Die britische Gesellschaft GEAES ist im Bereich der Herstellung von Flugzeugtriebwerken tätig und Teil des GE Konzerns. Der GE Konzern führte ein Programm mit der Bezeichnung „Above & Beyond“  ein, mit dem Mitarbeiter:innen, die die besten Leistungen erbracht haben, ausgezeichnet und belohnt werden sollten. Die Nominierung für eine Auszeichnung iZd des „Above & Beyond“ Programms erfolgte durch andere Mitarbeiter:innen.

Das „Above & Beyond“ Programm bestand aus einem dreistufigem Prämiensystem: Die höchste Prämie bestand aus einer Barauszahlung, die mittlere Prämie war ein Gutschein und als niedrigste Prämie erhielten die Mitarbeiter:innen eine Urkunde. Im gegenständlichen Fall war ausschließlich die Ausgabe Gutscheine iZm der mittleren Prämie fraglich. Wurde ein/-e Mitarbeiter:in mit einer solchen Prämie ausgezeichnet, konnte er/sie sich einen Gutschein über eine Website aus einer Liste von Einzelhändlern aussuchen, bei denen der Gutschein eingelöst werden konnte. Der Websitebetreiber kaufte Gutscheine bei dem jeweiligen Einzelhändler und verkaufte die Gutscheine an den GE Konzern, der sie an die weiteren Konzerngesellschaften, uA GEAES, verkaufte.

Aufgrund der Ausgabe dieser Gutscheine wurden GEAES und weitere 19 Mitglieder des GE Konzerns von der britischen Steuerverwaltung zur Mehrwertsteuer veranlagt. Dabei vertrat die Steuerverwaltung die Ansicht, dass GEAES und die anderen Mitglieder des GE Konzerns auf den Wert dieser Gutscheine Mehrwertsteuer erklären müssten.

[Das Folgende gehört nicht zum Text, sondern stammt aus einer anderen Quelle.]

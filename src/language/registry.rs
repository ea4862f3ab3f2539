//! Language registry: catalog lookup and per-slot listing.
//!
//! Two-layer structure: a pure [`LanguageRegistry`] (constructible for tests
//! with synthetic catalogs) and a process-wide singleton holding the default
//! catalog.

use rustc_hash::FxHashMap;
use std::sync::LazyLock;

use super::catalog;
use super::spec::{EditorId, Language, LanguageSpec};
use crate::compiler::Compiler;
use crate::config::Config;
use crate::error::EngineError;

// ============================================================================
// Registry
// ============================================================================

/// Authoritative catalog of languages and their compilers.
///
/// # Invariants
/// - Every extension alias maps to exactly one canonical spec
/// - Specs and compilers are immutable after construction
#[derive(Debug)]
pub struct LanguageRegistry {
    specs: Vec<LanguageSpec>,
    /// Canonical id and every alias → index into `specs`.
    index: FxHashMap<Language, usize>,
    /// Canonical id → compiler contract. Entries without a spec are allowed
    /// (style processors resolve their modules through the same table).
    compilers: FxHashMap<Language, Compiler>,
}

impl LanguageRegistry {
    /// Build a registry from a catalog. Later specs never shadow earlier
    /// ones; the first binding of an id wins.
    pub fn new(specs: Vec<LanguageSpec>, compilers: FxHashMap<Language, Compiler>) -> Self {
        let mut index = FxHashMap::default();
        for (i, spec) in specs.iter().enumerate() {
            index.entry(spec.name.clone()).or_insert(i);
            for ext in &spec.extensions {
                index.entry(ext.clone()).or_insert(i);
            }
        }
        Self {
            specs,
            index,
            compilers,
        }
    }

    /// Look up a spec by canonical id or alias.
    pub fn lookup(&self, id: &Language) -> Result<&LanguageSpec, EngineError> {
        self.index
            .get(id)
            .map(|&i| &self.specs[i])
            .ok_or_else(|| EngineError::LanguageNotFound(id.clone()))
    }

    /// Resolve any alias/extension id to the canonical language id.
    pub fn canonical(&self, id: &Language) -> Result<Language, EngineError> {
        self.lookup(id).map(|spec| spec.name.clone())
    }

    /// Languages selectable for a slot, in catalog order, filtered by
    /// `Config.languages` when set.
    pub fn list_for_editor(&self, editor: EditorId, config: &Config) -> Vec<&LanguageSpec> {
        self.specs
            .iter()
            .filter(|spec| spec.editor == editor)
            .filter(|spec| match &config.languages {
                None => true,
                Some(allowed) => allowed.iter().any(|lang| {
                    lang == &spec.name || spec.extensions.contains(lang)
                }),
            })
            .collect()
    }

    /// The compiler contract registered for a canonical id, if any.
    /// Languages without one (e.g. `css`) are served raw.
    pub fn compiler(&self, id: &Language) -> Option<&Compiler> {
        self.compilers.get(id)
    }

    /// Whether `id` names a terminal output language (HTML/CSS/JS).
    pub fn is_canonical_target(&self, id: &Language) -> bool {
        EditorId::ALL
            .iter()
            .any(|slot| slot.canonical_target() == id.as_str())
    }
}

// ============================================================================
// Global Registry
// ============================================================================

static REGISTRY: LazyLock<LanguageRegistry> =
    LazyLock::new(|| LanguageRegistry::new(catalog::specs(), catalog::compilers()));

/// The process-wide registry with the default catalog.
#[inline]
pub fn registry() -> &'static LanguageRegistry {
    &REGISTRY
}

// ============================================================================
// Tests
// ============================================================================

#[cfg(test)]
mod tests {
    use super::*;

    fn lang(s: &str) -> Language {
        Language::from(s)
    }

    #[test]
    fn lookup_canonical_id() {
        let spec = registry().lookup(&lang("markdown")).unwrap();
        assert_eq!(spec.name, lang("markdown"));
        assert_eq!(spec.editor, EditorId::Markup);
    }

    #[test]
    fn alias_resolves_to_canonical_spec() {
        let by_alias = registry().lookup(&lang("md")).unwrap();
        let by_name = registry().lookup(&lang("markdown")).unwrap();
        assert_eq!(by_alias.name, by_name.name);

        assert_eq!(registry().canonical(&lang("ts")).unwrap(), lang("typescript"));
        assert_eq!(registry().canonical(&lang("htm")).unwrap(), lang("html"));
    }

    #[test]
    fn unknown_language_fails() {
        let err = registry().lookup(&lang("brainfuck")).unwrap_err();
        assert!(matches!(err, EngineError::LanguageNotFound(_)));
    }

    #[test]
    fn list_for_editor_respects_slot() {
        let config = Config::default();
        let styles = registry().list_for_editor(EditorId::Style, &config);
        assert!(styles.iter().any(|s| s.name == lang("css")));
        assert!(styles.iter().all(|s| s.editor == EditorId::Style));
    }

    #[test]
    fn list_for_editor_filters_by_allowed_languages() {
        let config = Config {
            languages: Some(vec![lang("html"), lang("md"), lang("css"), lang("js")]),
            ..Config::default()
        };
        let markup = registry().list_for_editor(EditorId::Markup, &config);
        let names: Vec<_> = markup.iter().map(|s| s.name.as_str()).collect();
        // `md` is an alias: it still selects the canonical markdown spec
        assert_eq!(names, vec!["html", "markdown"]);
    }

    #[test]
    fn canonical_targets() {
        assert!(registry().is_canonical_target(&lang("html")));
        assert!(registry().is_canonical_target(&lang("css")));
        assert!(registry().is_canonical_target(&lang("javascript")));
        assert!(!registry().is_canonical_target(&lang("typescript")));
    }
}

Fraglich war, ob die Gutscheine, die unentgeltlich als Belohnung iZd „Above & Beyond“ Programms an Mitarbeiter:innen verteilt wurden, unter die Eigenverbrauchsbesteuerung gem Art 26 Abs 1 lit b MwStSyst-RL zu subsumieren sind. Zweck dieser Norm ist die Gleichstellung von Waren und Dienstleistungen, die Unternehmer für den privaten Bedarf oder den privaten Bedarf des Personals verwenden und Waren und Dienstleistungen, die für Dritte gegen Entgelt erbracht werden. Eine Besteuerung des Eigenverbrauchs ist notwendig, wenn der Unternehmer den Vorsteuerabzug beim Erwerb der Waren geltend gemacht hat.

Um festzustellen, ob es sich bei der Ausgabe von Gutscheinen um den privaten Bedarf des Personals handelt oder ob die Ausgabe betrieblich veranlasst war, muss die Art und das Ziel des „Above & Beyond“ Programms untersucht werden. Das „Above & Beyond“ Programm wurde mit dem Ziel konzipiert, die Leistung der Mitarbeiter:innen zu steigern und damit zu einer besseren Rentabilität des Unternehmens beizutragen. Bei alleiniger Berücksichtigung der Verwendung der in Rede stehenden Einkaufsgutscheine, wäre davon auszugehen, dass die Gutscheine den privaten Bedarf der Mitarbeiter:innen befriedigen, obwohl der Arbeitgeber keinen Einfluss darauf hat, welche Gutscheine und daraus bedingt welche Waren sich die Mitarbeiter:innen aussuchen. Dennoch dürfte der Vorteil, der sich für die Mitarbeiter:innen ergab, gegenüber dem Vorteil, den GEAES durch die Ausgabe der Gutscheine erhielt nur von untergeordneter Bedeutung gewesen sein. Aufgrund dieser Abwägung zugunsten den unternehmerischen Bedürfnissen entschied der EuGH, dass die Gutscheine nicht für unternehmensfremde Zwecke ausgegeben wurden und daher nicht der Eigenverbrauchsbesteuerung gem Art 26 Abs 1 lit b MwStSyst-RL unterliegen.

Ausblick

Obwohl der EuGH in diesem Urteil festhält, dass die unentgeltliche Zuwendung von Gutscheinen an Mitarbeiter:innen im vorliegenden Fall nicht zur Eigenverbrauchsbesteuerung führt, stellt er keine klaren Kriterien auf, wann die unentgeltliche Ausgabe von Gutscheinen als für „nicht unternehmensfremde Zwecke“ gilt. Da der EuGH insbesondere auf die Art und das Ziel eines Belohnungsprogramms abstellt, dürfte der subjektive Wille des Unternehmers zur Einführung eines solchen Belohnungsprogrammes ausschlaggebend sein. Die Entscheidung, ob die Ausgabe von Gutscheinen der Eigenverbrauchsbesteuerung zu unterziehen ist oder nicht, ist demnach eine Einzelfallentscheidung, die nicht anhand von objektiven Kriterien getroffen werden kann. Diese subjektive Argumentation führt zu Rechtsunsicherheit bei Unternehmen.